* [ACTION ITEM] Each line of the records that includes "with" should be found and copied.

[Stored items]
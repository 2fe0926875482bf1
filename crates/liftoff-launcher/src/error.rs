use thiserror::Error;

pub type LaunchResult<T> = std::result::Result<T, LaunchError>;

#[derive(Debug, Error)]
pub enum LaunchError {
    #[error("config error: {0}")]
    Config(String),

    #[error("policy.type must be specified in the run config")]
    MissingPolicyType,

    #[error(transparent)]
    Io(#[from] std::io::Error),

    #[error(transparent)]
    Yaml(#[from] serde_yaml::Error),

    #[error(transparent)]
    Other(#[from] anyhow::Error),
}
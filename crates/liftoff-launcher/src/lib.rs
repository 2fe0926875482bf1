//! Liftoff Launcher
//!
//! Config-driven launch pipeline for lerobot training runs:
//! - Loading the YAML run configuration (`RunConfig`)
//! - Installing policy-specific extras
//! - Building and invoking the training command
//! - Uploading the resulting model to the Hugging Face Hub
//! - Tearing down the hosting Brev instance

pub mod accelerator;
pub mod command;
pub mod config;
pub mod error;
pub mod extras;
pub mod invoke;
pub mod output;
pub mod pipeline;
pub mod teardown;
pub mod upload;

pub use accelerator::{cuda_compute_capability, resolve_dtype};
pub use command::{build_train_command, TrainCommand};
pub use config::{resolve_config_path, workspace_root, RunConfig};
pub use error::{LaunchError, LaunchResult};
pub use extras::{install_command, install_policy_extras, ExtrasInstall};
pub use output::prepare_output_dir;
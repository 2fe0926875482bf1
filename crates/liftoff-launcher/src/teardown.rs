//! Instance teardown via the Brev CLI.
//!
//! Opt-in: deletes the cloud workspace that hosted the run once the model
//! is safely trained (and uploaded, when enabled). Missing credentials are
//! prompted for interactively; without a terminal the step is skipped with
//! a warning instead of blocking an unattended run.

use crate::config::RunConfig;
use crate::error::LaunchResult;
use anyhow::anyhow;
use std::io::{self, IsTerminal, Write};
use tokio::process::Command;
use tracing::{info, warn};

const BREV_INSTALL_URL: &str =
    "https://raw.githubusercontent.com/brevdev/brev-cli/main/bin/install-latest.sh";

fn brev_available() -> bool {
    std::process::Command::new("brev")
        .arg("--version")
        .output()
        .map(|o| o.status.success())
        .unwrap_or(false)
}

async fn ensure_brev_installed() -> LaunchResult<()> {
    if brev_available() {
        return Ok(());
    }
    info!("brev CLI not found, installing");
    let status = Command::new("bash")
        .arg("-c")
        .arg(format!("curl -fsSL {BREV_INSTALL_URL} | bash"))
        .status()
        .await?;
    if !status.success() {
        return Err(anyhow!("brev CLI install script exited with {status}").into());
    }
    Ok(())
}

fn prompt_hidden(prompt: &str) -> Option<String> {
    print!("{prompt}");
    io::stdout().flush().ok()?;
    rpassword::read_password()
        .ok()
        .map(|v| v.trim().to_string())
        .filter(|v| !v.is_empty())
}

fn prompt_line(prompt: &str) -> Option<String> {
    print!("{prompt}");
    io::stdout().flush().ok()?;
    let mut line = String::new();
    io::stdin().read_line(&mut line).ok()?;
    let line = line.trim().to_string();
    if line.is_empty() { None } else { Some(line) }
}

fn resolve_token() -> Option<String> {
    if let Ok(token) = std::env::var("BREV_TOKEN") {
        if !token.trim().is_empty() {
            return Some(token);
        }
    }
    if !io::stdin().is_terminal() {
        warn!("no BREV_TOKEN set and stdin is not a terminal, cannot prompt");
        return None;
    }
    prompt_hidden("Enter Brev API token: ")
}

fn resolve_env_id(config: &RunConfig) -> Option<String> {
    if let Some(env_id) = &config.auto_delete.env_id {
        if !env_id.trim().is_empty() {
            return Some(env_id.clone());
        }
    }
    if let Ok(env_id) = std::env::var("BREV_ENV_ID") {
        if !env_id.trim().is_empty() {
            return Some(env_id);
        }
    }
    if !io::stdin().is_terminal() {
        warn!("no Brev environment id available and stdin is not a terminal, cannot prompt");
        return None;
    }
    prompt_line("Enter Brev environment id: ")
}

/// Logs into Brev and deletes the workspace that hosted this run.
pub async fn delete_instance(config: &RunConfig) -> LaunchResult<()> {
    ensure_brev_installed().await?;

    let token = resolve_token()
        .ok_or_else(|| anyhow!("no Brev token available (set BREV_TOKEN)"))?;
    let env_id = resolve_env_id(config).ok_or_else(|| {
        anyhow!("no Brev environment id available (set auto_delete.env_id or BREV_ENV_ID)")
    })?;

    let login = Command::new("brev")
        .args(["login", "--token", token.as_str()])
        .status()
        .await?;
    if !login.success() {
        return Err(anyhow!("brev login exited with {login}").into());
    }

    info!("deleting instance {env_id}");
    let delete = Command::new("brev")
        .args(["delete", env_id.as_str()])
        .status()
        .await?;
    if !delete.success() {
        return Err(anyhow!("brev delete {env_id} exited with {delete}").into());
    }

    info!("instance {env_id} deleted");
    Ok(())
}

* [RESULT FOR THIS TASK]
//! prompted for interactively; without a terminal the step is skipped with
        return Err(anyhow!("brev CLI install script exited with {status}").into());
        return Err(anyhow!("brev login exited with {login}").into());
        return Err(anyhow!("brev delete {env_id} exited with {delete}").into());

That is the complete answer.